И опять я хочу обратиться к словам. Я писала о том, какие слова у нас, к сожалению, утеряны. А какие приобретены?

Согласитесь, явление приобретает совсем иной оттенок, если грубое слово «взятка» или «на лапу» заменить изящными словами «подарок» или, как у нас в Узбекистане принято, «уважение».

Сравните: «Я ему дал на лапу» или «Я ему сделал уважение». Звучит!

Есть вполне определенное и точное слово для женщин определенного рода. Но назовите их «фирменными девочками», «афродиточками» или, что еще лучше. «современными женщинами» — и хоть на колени перед ними становись. Если вы скажете о мужчине, что он обабился, это грубо, куда деликатней «феминизировался». И уж совсем хорошо, если вместо «великовозрастный болван» закатишь глаза и пропоешь: «Ах, он такой инфантильный!»

В школе своя терминология: то, что на производстве называется неблагозвучным словом «очковтирательство», окрестили «процентоманией», а пресловутый «вал», приносящий более разрушительный вред, чем на любом производстве, — «всеобщим обязательным средним образованием». И когда школа прикрывает любое преступление своих учеников словом «гуманность» («Он действительно выкрутил линзы из светофора и устроил крушение поезда, он действительно избил и т.д., но он чудный мальчик, шахматист и отличник!»), не верьте в эту гуманность. Но не спешите и школу обвинять. Огромный коллектив учителей и учеников ведет буквально героическую работу, но стоит одному ученику что-то совершить, как зачеркиваются невероятные усилия тысячного коллектива. Большей частью отвечает не сам ученик и даже не его родители, а дирекция, учителя, парторганизация школы. Именно они расплачиваются за пап и мам, развративших детей тунеядством и роскошью, за самих восемнадцатилетних, не знающих, «что такое хорошо и что такое плохо». И до тех пор, пока работа школы и вуза будет оцениваться по цифровым показателям, толку не будет.

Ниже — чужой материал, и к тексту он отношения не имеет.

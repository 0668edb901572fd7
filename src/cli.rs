use clap::Parser;
use std::path::PathBuf;

#[derive(Parser, Debug)]
#[command(name = "monica", about = "Perceptual stereo to mono converter")]
pub struct Cli {
    /// Input audio files (WAV, MP3, FLAC, OGG, AAC)
    #[arg(required = true)]
    pub inputs: Vec<PathBuf>,

    /// Output WAV file (single input only)
    #[arg(short, long)]
    pub output: Option<PathBuf>,

    /// Directory for converted files (default: next to each input)
    #[arg(long)]
    pub out_dir: Option<PathBuf>,

    /// Config file (default: monica.toml or ~/.config/monica/config.toml)
    #[arg(short, long)]
    pub config: Option<PathBuf>,

    /// Stereo width preservation (0.0-1.0)
    #[arg(long, default_value_t = 0.7)]
    pub preserve_width: f32,

    /// Harmonic richness preservation (0.0-1.0)
    #[arg(long, default_value_t = 0.8)]
    pub preserve_richness: f32,

    /// Loudness compensation multiplier (0.5-2.0)
    #[arg(long, default_value_t = 1.1)]
    pub volume: f32,

    /// Quality hint (0.0-1.0, reserved)
    #[arg(long, default_value_t = 0.8)]
    pub quality: f32,

    /// Disable the richness-gated harmonic reinjection
    #[arg(long)]
    pub no_spectral: bool,

    /// Resample output to this rate in Hz
    #[arg(short = 'r', long)]
    pub sample_rate: Option<u32>,

    /// Output bit depth: 16, 24 or 32 (float)
    #[arg(short, long, default_value_t = 16)]
    pub bit_depth: u16,

    /// Suffix appended to the input stem for derived output names
    #[arg(long, default_value = "_mono")]
    pub suffix: String,

    /// Print the stereo analysis and mix weights as JSON instead of converting
    #[arg(long)]
    pub analyze_only: bool,

    /// Worker threads for batch conversion (default: all cores)
    #[arg(short, long)]
    pub jobs: Option<usize>,
}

Когда я смотрела последний фильм Хейфица «Подсудимый», больше всего потрясла меня не трагическая история старого фронтовика, а поведение молодых свидетелей на суде, что их не ужаснула даже смерть их товарища. Что это? Инфантильность? Отсутствие воображения? А может быть, оскудение сердца, вызванное привычкой к смерти, культивируемое кино? Сколько смертей проходит перед нами на экране, уже не вызывая эмоционального восприятия? Не знаю. Знаю только, что самое страшное в этом фильме то, что для какой-то категории молодежи он правдив.

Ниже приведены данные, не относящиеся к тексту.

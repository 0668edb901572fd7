//! Decode -> convert -> encode through real WAV files

use monica::audio::decode::decode_stereo;
use monica::encode::wav::{write_mono_wav, BitDepth};
use monica::{ConversionConfig, Converter};
use std::path::Path;

fn write_wav(path: &Path, channels: u16, sample_rate: u32, frames: usize) {
    let spec = hound::WavSpec {
        channels,
        sample_rate,
        bits_per_sample: 16,
        sample_format: hound::SampleFormat::Int,
    };
    let mut writer = hound::WavWriter::create(path, spec).unwrap();
    for i in 0..frames {
        let t = i as f32 / sample_rate as f32;
        let left = (t * 440.0 * std::f32::consts::TAU).sin() * 0.5;
        let right = (t * 660.0 * std::f32::consts::TAU).sin() * 0.3;
        writer.write_sample((left * 32767.0) as i16).unwrap();
        if channels == 2 {
            writer.write_sample((right * 32767.0) as i16).unwrap();
        }
    }
    writer.finalize().unwrap();
}

#[test]
fn stereo_wav_converts_to_mono_wav() {
    let dir = tempfile::tempdir().unwrap();
    let input = dir.path().join("stereo.wav");
    let output = dir.path().join("stereo_mono.wav");
    write_wav(&input, 2, 44100, 4410);

    let buffer = decode_stereo(&input).unwrap();
    assert_eq!(buffer.len(), 4410);
    assert_eq!(buffer.sample_rate(), 44100);
    assert_ne!(buffer.left(), buffer.right());

    let mono = Converter::new()
        .convert(&buffer, &ConversionConfig::default())
        .unwrap();
    write_mono_wav(&output, &mono.samples, mono.sample_rate, BitDepth::Int24).unwrap();

    let reader = hound::WavReader::open(&output).unwrap();
    assert_eq!(reader.spec().channels, 1);
    assert_eq!(reader.spec().bits_per_sample, 24);
    assert_eq!(reader.len(), 4410);
}

#[test]
fn mono_wav_is_duplicated_into_both_channels() {
    let dir = tempfile::tempdir().unwrap();
    let input = dir.path().join("mono.wav");
    write_wav(&input, 1, 22050, 2205);

    let buffer = decode_stereo(&input).unwrap();
    assert_eq!(buffer.left(), buffer.right());

    let analysis = Converter::new().analyze(&buffer);
    assert_eq!(analysis.width, 0.0);
}

#[test]
fn resampled_output_uses_target_rate() {
    let dir = tempfile::tempdir().unwrap();
    let input = dir.path().join("hi.wav");
    let output = dir.path().join("lo.wav");
    write_wav(&input, 2, 48000, 4800);

    let buffer = decode_stereo(&input).unwrap();
    let config = ConversionConfig::default().with_sample_rate(24000);
    let mono = Converter::new().convert(&buffer, &config).unwrap();
    write_mono_wav(&output, &mono.samples, mono.sample_rate, BitDepth::Float32).unwrap();

    let reader = hound::WavReader::open(&output).unwrap();
    assert_eq!(reader.spec().sample_rate, 24000);
    assert_eq!(reader.len(), 2400);
}

#[test]
fn missing_file_reports_path() {
    let err = decode_stereo(Path::new("/nonexistent/monica.wav")).unwrap_err();
    assert!(format!("{:#}", err).contains("/nonexistent/monica.wav"));
}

Инфантильность. Тоже предмет любования. Я вспоминаю фильм об очаровательной несмышленышке восемнадцати лет, которую мать послала в магазин за солью. Дитя впервые узнало, что есть магазины, что за соль надо платить, затем эта самая кроха познакомилась с каким-то тренером, таскалась с ним по киевским пляжам и гостиницам (слава богу, наскочила на порядочного человека), в пять часов утра, возвращаясь домой, обнаружила, что в такое время магазины закрыты, и, явившись к доведенной до предынфарктного состояния маме, сообщила ей, что познала смысл жизни: посыпать солью дорожки, чтобы люди не поскальзывались. А «Юность» поместила восторженную рецензию на этот фильм. И некому было сказать, что нечего любоваться клиническим идиотизмом и некоторые истины следует усвоить если не в яслях, то хотя бы в детском саду.

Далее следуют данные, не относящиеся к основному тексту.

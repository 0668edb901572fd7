use super::buffer::StereoBuffer;
use super::features::{AnalysisResult, FrequencyDistribution};

/// Samples inspected by the richness estimate.
pub const RICHNESS_PREFIX: usize = 8192;
/// Samples inspected by the difference-band distribution.
pub const DISTRIBUTION_PREFIX: usize = 4096;

const RICHNESS_WINDOW: usize = 256;
const RICHNESS_HOP: usize = RICHNESS_WINDOW / 2;

const LOW_BAND_LIMIT: f32 = 0.1;
const MID_BAND_LIMIT: f32 = 0.3;

/// Single-pass statistical feature extractor for stereo buffers.
///
/// The richness and band-distribution estimates only look at a bounded
/// prefix of the buffer; both lengths are tunable.
#[derive(Clone, Copy, Debug)]
pub struct StereoAnalyzer {
    richness_prefix: usize,
    distribution_prefix: usize,
}

impl Default for StereoAnalyzer {
    fn default() -> Self {
        Self {
            richness_prefix: RICHNESS_PREFIX,
            distribution_prefix: DISTRIBUTION_PREFIX,
        }
    }
}

impl StereoAnalyzer {
    pub fn new() -> Self {
        Self::default()
    }

    pub fn with_prefixes(richness_prefix: usize, distribution_prefix: usize) -> Self {
        Self {
            richness_prefix,
            distribution_prefix,
        }
    }

    pub fn analyze(&self, buffer: &StereoBuffer) -> AnalysisResult {
        let left = buffer.left();
        let right = buffer.right();

        let stats = channel_statistics(left, right);
        let richness = estimate_richness(left, right, self.richness_prefix);
        let frequency_distribution =
            difference_band_distribution(left, right, self.distribution_prefix);

        let result = AnalysisResult {
            width: stats.width,
            richness,
            rms_level: stats.rms_level,
            peak_level: stats.peak_level,
            phase_correlation: stats.phase_correlation,
            frequency_distribution,
        };

        if result.is_silent() {
            log::warn!("Analyzed buffer is silent ({} samples)", buffer.len());
        }
        log::debug!(
            "Analysis: width={:.4}, richness={:.4}, rms={:.4}, peak={:.4}, phase={:.4}, bands=[{:.3}, {:.3}, {:.3}]",
            result.width,
            result.richness,
            result.rms_level,
            result.peak_level,
            result.phase_correlation,
            frequency_distribution.low,
            frequency_distribution.mid,
            frequency_distribution.high
        );

        result
    }
}

struct ChannelStatistics {
    width: f32,
    rms_level: f32,
    peak_level: f32,
    phase_correlation: f32,
}

fn channel_statistics(left: &[f32], right: &[f32]) -> ChannelStatistics {
    let mut sum_diff = 0.0f64;
    let mut sum_lr = 0.0f64;
    let mut sum_l_sq = 0.0f64;
    let mut sum_r_sq = 0.0f64;
    let mut sum_mid_sq = 0.0f64;
    let mut peak = 0.0f32;

    for (&l, &r) in left.iter().zip(right.iter()) {
        let mid = (l + r) / 2.0;
        sum_diff += (l - r).abs() as f64;
        sum_lr += l as f64 * r as f64;
        sum_l_sq += l as f64 * l as f64;
        sum_r_sq += r as f64 * r as f64;
        sum_mid_sq += mid as f64 * mid as f64;
        peak = peak.max(l.abs()).max(r.abs());
    }

    let n = left.len().max(1) as f64;
    let left_rms = (sum_l_sq / n).sqrt();
    let right_rms = (sum_r_sq / n).sqrt();

    // Zero-lag only; silent channels have no defined correlation
    let phase_correlation = if left_rms > 0.0 && right_rms > 0.0 {
        ((sum_lr / n) / (left_rms * right_rms)).clamp(-1.0, 1.0) as f32
    } else {
        0.0
    };

    ChannelStatistics {
        width: ((sum_diff / n) as f32).min(1.0),
        rms_level: (sum_mid_sq / n).sqrt() as f32,
        peak_level: peak,
        phase_correlation,
    }
}

/// Zero-crossing rate scaled by window energy, averaged over half-overlapping
/// windows of both channels.
fn estimate_richness(left: &[f32], right: &[f32], prefix: usize) -> f32 {
    let len = left.len().min(prefix);
    if len < RICHNESS_WINDOW {
        return 0.0;
    }

    let mut total = 0.0f32;
    let mut windows = 0usize;
    let mut start = 0;
    while start + RICHNESS_WINDOW <= len {
        let end = start + RICHNESS_WINDOW;
        total += window_complexity(&left[start..end]);
        total += window_complexity(&right[start..end]);
        windows += 1;
        start += RICHNESS_HOP;
    }

    if windows == 0 {
        return 0.0;
    }
    (total / windows as f32).clamp(0.0, 1.0)
}

fn window_complexity(window: &[f32]) -> f32 {
    let crossings = window
        .windows(2)
        .filter(|pair| (pair[0] >= 0.0) != (pair[1] >= 0.0))
        .count();
    let zero_crossing_rate = crossings as f32 / window.len() as f32;
    let mean_energy = window.iter().map(|s| s * s).sum::<f32>() / window.len() as f32;
    zero_crossing_rate * mean_energy.sqrt() * 10.0
}

/// Buckets each sample's absolute level by how sharply the channels moved
/// since the previous sample.
fn difference_band_distribution(
    left: &[f32],
    right: &[f32],
    prefix: usize,
) -> FrequencyDistribution {
    let len = left.len().min(prefix);
    let mut low = 0.0f32;
    let mut mid = 0.0f32;
    let mut high = 0.0f32;

    for i in 1..len {
        let delta = ((left[i] - left[i - 1]).abs() + (right[i] - right[i - 1]).abs()) / 2.0;
        let energy = left[i].abs() + right[i].abs();
        if delta < LOW_BAND_LIMIT {
            low += energy;
        } else if delta < MID_BAND_LIMIT {
            mid += energy;
        } else {
            high += energy;
        }
    }

    let total = low + mid + high;
    if total <= 0.0 {
        return FrequencyDistribution::default();
    }

    FrequencyDistribution {
        low: low / total,
        mid: mid / total,
        high: high / total,
    }
}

Интересно, что этот инфантилизм прекрасно сочетается с практицизмом. Я уж не говорю о статьях в молодежных газетах о юных коммерсантах и ростовщиках. Но вот живой пример: знакомая девятиклассница, хорошая трудовая девочка из хорошей трудовой семьи, подрабатывающая то в стройотрядах, то на телефонной станции, без тени возмущения рассказывает, что ко дню рождения подружки девчонки «скидываются» и по спекулятивной цене покупают у своего же одноклассника подарок — косметику.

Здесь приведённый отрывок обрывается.